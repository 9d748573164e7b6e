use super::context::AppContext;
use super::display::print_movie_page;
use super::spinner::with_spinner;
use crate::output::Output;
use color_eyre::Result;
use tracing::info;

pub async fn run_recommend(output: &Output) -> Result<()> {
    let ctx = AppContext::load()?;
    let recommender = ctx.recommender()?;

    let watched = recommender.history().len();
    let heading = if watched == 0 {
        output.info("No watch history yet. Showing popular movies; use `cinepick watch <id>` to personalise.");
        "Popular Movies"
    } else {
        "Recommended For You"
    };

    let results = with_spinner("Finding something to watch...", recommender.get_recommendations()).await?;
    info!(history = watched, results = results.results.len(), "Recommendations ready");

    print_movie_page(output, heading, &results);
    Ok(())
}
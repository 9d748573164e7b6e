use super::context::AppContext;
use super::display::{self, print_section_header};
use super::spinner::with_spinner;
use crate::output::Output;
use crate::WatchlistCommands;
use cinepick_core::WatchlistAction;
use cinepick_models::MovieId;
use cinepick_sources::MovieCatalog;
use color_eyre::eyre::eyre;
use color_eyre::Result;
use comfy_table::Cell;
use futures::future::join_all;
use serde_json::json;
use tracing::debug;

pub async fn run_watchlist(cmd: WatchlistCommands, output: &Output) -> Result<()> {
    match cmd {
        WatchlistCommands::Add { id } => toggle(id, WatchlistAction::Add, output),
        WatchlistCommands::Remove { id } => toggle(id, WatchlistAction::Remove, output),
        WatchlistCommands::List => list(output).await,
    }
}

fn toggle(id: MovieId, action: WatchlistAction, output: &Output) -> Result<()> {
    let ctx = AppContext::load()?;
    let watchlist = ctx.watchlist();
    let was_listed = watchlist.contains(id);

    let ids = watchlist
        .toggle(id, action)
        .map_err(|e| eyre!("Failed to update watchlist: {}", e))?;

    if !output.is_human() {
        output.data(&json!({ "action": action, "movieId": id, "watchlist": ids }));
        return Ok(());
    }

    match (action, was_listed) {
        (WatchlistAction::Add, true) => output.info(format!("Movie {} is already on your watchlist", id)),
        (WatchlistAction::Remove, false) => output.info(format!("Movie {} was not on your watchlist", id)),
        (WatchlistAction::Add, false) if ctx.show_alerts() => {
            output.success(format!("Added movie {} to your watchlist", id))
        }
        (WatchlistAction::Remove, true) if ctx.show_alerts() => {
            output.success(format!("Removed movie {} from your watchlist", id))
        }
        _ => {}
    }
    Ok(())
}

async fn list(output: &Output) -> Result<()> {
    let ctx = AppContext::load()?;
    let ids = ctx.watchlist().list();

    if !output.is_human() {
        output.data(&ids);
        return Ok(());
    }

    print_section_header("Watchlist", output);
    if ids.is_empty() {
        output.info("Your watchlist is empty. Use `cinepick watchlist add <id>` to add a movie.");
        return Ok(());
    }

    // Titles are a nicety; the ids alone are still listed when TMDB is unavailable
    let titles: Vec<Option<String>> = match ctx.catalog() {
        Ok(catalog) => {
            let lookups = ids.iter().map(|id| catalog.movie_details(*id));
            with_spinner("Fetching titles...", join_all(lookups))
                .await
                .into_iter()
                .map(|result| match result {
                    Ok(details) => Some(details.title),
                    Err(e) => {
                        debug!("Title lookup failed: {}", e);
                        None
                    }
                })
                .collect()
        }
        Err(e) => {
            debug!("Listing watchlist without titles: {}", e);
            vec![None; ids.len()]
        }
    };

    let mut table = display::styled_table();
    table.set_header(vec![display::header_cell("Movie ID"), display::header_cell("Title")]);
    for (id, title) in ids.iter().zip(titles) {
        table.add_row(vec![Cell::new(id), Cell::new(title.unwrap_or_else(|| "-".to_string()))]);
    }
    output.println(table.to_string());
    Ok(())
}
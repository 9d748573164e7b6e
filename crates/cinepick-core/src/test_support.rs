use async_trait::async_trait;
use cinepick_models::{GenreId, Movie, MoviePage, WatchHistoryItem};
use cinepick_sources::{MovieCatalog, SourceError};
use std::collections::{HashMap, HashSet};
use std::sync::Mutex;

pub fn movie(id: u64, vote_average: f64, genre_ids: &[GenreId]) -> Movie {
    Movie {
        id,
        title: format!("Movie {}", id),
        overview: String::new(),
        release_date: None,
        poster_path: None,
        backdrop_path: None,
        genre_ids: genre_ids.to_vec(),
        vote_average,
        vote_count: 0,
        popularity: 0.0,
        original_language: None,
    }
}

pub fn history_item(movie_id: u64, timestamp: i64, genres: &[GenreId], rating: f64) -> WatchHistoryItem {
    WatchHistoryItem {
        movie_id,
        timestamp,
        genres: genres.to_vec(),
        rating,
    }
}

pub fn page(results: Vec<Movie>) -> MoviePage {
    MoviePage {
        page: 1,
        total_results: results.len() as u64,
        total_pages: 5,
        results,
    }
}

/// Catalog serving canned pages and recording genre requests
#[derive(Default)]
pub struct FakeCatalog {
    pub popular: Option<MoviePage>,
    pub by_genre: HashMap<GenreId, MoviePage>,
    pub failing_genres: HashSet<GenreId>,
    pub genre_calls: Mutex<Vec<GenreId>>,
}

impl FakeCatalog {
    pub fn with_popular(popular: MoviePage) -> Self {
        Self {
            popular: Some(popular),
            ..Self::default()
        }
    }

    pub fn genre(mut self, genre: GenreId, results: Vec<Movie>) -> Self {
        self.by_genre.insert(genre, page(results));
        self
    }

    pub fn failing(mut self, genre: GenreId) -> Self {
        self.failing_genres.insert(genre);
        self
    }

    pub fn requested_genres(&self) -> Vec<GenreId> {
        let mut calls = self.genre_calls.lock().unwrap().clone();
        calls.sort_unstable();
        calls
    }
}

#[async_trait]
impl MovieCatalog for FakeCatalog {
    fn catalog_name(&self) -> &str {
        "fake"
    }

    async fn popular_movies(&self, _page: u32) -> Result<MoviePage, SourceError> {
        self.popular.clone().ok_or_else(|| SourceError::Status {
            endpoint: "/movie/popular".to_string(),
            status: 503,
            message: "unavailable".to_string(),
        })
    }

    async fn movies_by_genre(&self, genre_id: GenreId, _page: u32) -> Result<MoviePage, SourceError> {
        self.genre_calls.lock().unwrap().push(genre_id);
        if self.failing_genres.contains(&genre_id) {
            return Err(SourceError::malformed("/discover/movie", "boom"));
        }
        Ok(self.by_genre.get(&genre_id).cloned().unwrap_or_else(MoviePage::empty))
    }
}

**TASK BRIEF**
Could you produce an exact copy of the whole listing?

**WRITTEN REPLY**
repository 9d748573164e7b6e
use super::context::AppContext;
use super::display::print_movie_page;
use super::spinner::with_spinner;
use crate::output::Output;
use color_eyre::Result;
use tracing::info;

pub async fn run_recommend(output: &Output) -> Result<()> {
    let ctx = AppContext::load()?;
    let recommender = ctx.recommender()?;

    let watched = recommender.history().len();
    let heading = if watched == 0 {
        output.info("No watch history yet. Showing popular movies; use `cinepick watch <id>` to personalise.");
        "Popular Movies"
    } else {
        "Recommended For You"
    };

    let results = with_spinner("Finding something to watch...", recommender.get_recommendations()).await?;
    info!(history = watched, results = results.results.len(), "Recommendations ready");

    print_movie_page(output, heading, &results);
    Ok(())
}
repository 9d748573164e7b6e
use super::context::AppContext;
use super::display::{self, print_section_header};
use super::spinner::with_spinner;
use crate::output::Output;
use crate::WatchlistCommands;
use cinepick_core::WatchlistAction;
use cinepick_models::MovieId;
use cinepick_sources::MovieCatalog;
use color_eyre::eyre::eyre;
use color_eyre::Result;
use comfy_table::Cell;
use futures::future::join_all;
use serde_json::json;
use tracing::debug;

pub async fn run_watchlist(cmd: WatchlistCommands, output: &Output) -> Result<()> {
    match cmd {
        WatchlistCommands::Add { id } => toggle(id, WatchlistAction::Add, output),
        WatchlistCommands::Remove { id } => toggle(id, WatchlistAction::Remove, output),
        WatchlistCommands::List => list(output).await,
    }
}

fn toggle(id: MovieId, action: WatchlistAction, output: &Output) -> Result<()> {
    let ctx = AppContext::load()?;
    let watchlist = ctx.watchlist();
    let was_listed = watchlist.contains(id);

    let ids = watchlist
        .toggle(id, action)
        .map_err(|e| eyre!("Failed to update watchlist: {}", e))?;

    if !output.is_human() {
        output.data(&json!({ "action": action, "movieId": id, "watchlist": ids }));
        return Ok(());
    }

    match (action, was_listed) {
        (WatchlistAction::Add, true) => output.info(format!("Movie {} is already on your watchlist", id)),
        (WatchlistAction::Remove, false) => output.info(format!("Movie {} was not on your watchlist", id)),
        (WatchlistAction::Add, false) if ctx.show_alerts() => {
            output.success(format!("Added movie {} to your watchlist", id))
        }
        (WatchlistAction::Remove, true) if ctx.show_alerts() => {
            output.success(format!("Removed movie {} from your watchlist", id))
        }
        _ => {}
    }
    Ok(())
}

async fn list(output: &Output) -> Result<()> {
    let ctx = AppContext::load()?;
    let ids = ctx.watchlist().list();

    if !output.is_human() {
        output.data(&ids);
        return Ok(());
    }

    print_section_header("Watchlist", output);
    if ids.is_empty() {
        output.info("Your watchlist is empty. Use `cinepick watchlist add <id>` to add a movie.");
        return Ok(());
    }

    // Titles are a nicety; the ids alone are still listed when TMDB is unavailable
    let titles: Vec<Option<String>> = match ctx.catalog() {
        Ok(catalog) => {
            let lookups = ids.iter().map(|id| catalog.movie_details(*id));
            with_spinner("Fetching titles...", join_all(lookups))
                .await
                .into_iter()
                .map(|result| match result {
                    Ok(details) => Some(details.title),
                    Err(e) => {
                        debug!("Title lookup failed: {}", e);
                        None
                    }
                })
                .collect()
        }
        Err(e) => {
            debug!("Listing watchlist without titles: {}", e);
            vec![None; ids.len()]
        }
    };

    let mut table = display::styled_table();
    table.set_header(vec![display::header_cell("Movie ID"), display::header_cell("Title")]);
    for (id, title) in ids.iter().zip(titles) {
        table.add_row(vec![Cell::new(id), Cell::new(title.unwrap_or_else(|| "-".to_string()))]);
    }
    output.println(table.to_string());
    Ok(())
}
repository 9d748573164e7b6e
filename crates/cinepick-core/src/test_support.rs
use async_trait::async_trait;
use cinepick_models::{GenreId, Movie, MoviePage, WatchHistoryItem};
use cinepick_sources::{MovieCatalog, SourceError};
use std::collections::{HashMap, HashSet};
use std::sync::Mutex;

pub fn movie(id: u64, vote_average: f64, genre_ids: &[GenreId]) -> Movie {
    Movie {
        id,
        title: format!("Movie {}", id),
        overview: String::new(),
        release_date: None,
        poster_path: None,
        backdrop_path: None,
        genre_ids: genre_ids.to_vec(),
        vote_average,
        vote_count: 0,
        popularity: 0.0,
        original_language: None,
    }
}

pub fn history_item(movie_id: u64, timestamp: i64, genres: &[GenreId], rating: f64) -> WatchHistoryItem {
    WatchHistoryItem {
        movie_id,
        timestamp,
        genres: genres.to_vec(),
        rating,
    }
}

pub fn page(results: Vec<Movie>) -> MoviePage {
    MoviePage {
        page: 1,
        total_results: results.len() as u64,
        total_pages: 5,
        results,
    }
}

/// Catalog serving canned pages and recording genre requests
#[derive(Default)]
pub struct FakeCatalog {
    pub popular: Option<MoviePage>,
    pub by_genre: HashMap<GenreId, MoviePage>,
    pub failing_genres: HashSet<GenreId>,
    pub genre_calls: Mutex<Vec<GenreId>>,
}

impl FakeCatalog {
    pub fn with_popular(popular: MoviePage) -> Self {
        Self {
            popular: Some(popular),
            ..Self::default()
        }
    }

    pub fn genre(mut self, genre: GenreId, results: Vec<Movie>) -> Self {
        self.by_genre.insert(genre, page(results));
        self
    }

    pub fn failing(mut self, genre: GenreId) -> Self {
        self.failing_genres.insert(genre);
        self
    }

    pub fn requested_genres(&self) -> Vec<GenreId> {
        let mut calls = self.genre_calls.lock().unwrap().clone();
        calls.sort_unstable();
        calls
    }
}

#[async_trait]
impl MovieCatalog for FakeCatalog {
    fn catalog_name(&self) -> &str {
        "fake"
    }

    async fn popular_movies(&self, _page: u32) -> Result<MoviePage, SourceError> {
        self.popular.clone().ok_or_else(|| SourceError::Status {
            endpoint: "/movie/popular".to_string(),
            status: 503,
            message: "unavailable".to_string(),
        })
    }

    async fn movies_by_genre(&self, genre_id: GenreId, _page: u32) -> Result<MoviePage, SourceError> {
        self.genre_calls.lock().unwrap().push(genre_id);
        if self.failing_genres.contains(&genre_id) {
            return Err(SourceError::malformed("/discover/movie", "boom"));
        }
        Ok(self.by_genre.get(&genre_id).cloned().unwrap_or_else(MoviePage::empty))
    }
}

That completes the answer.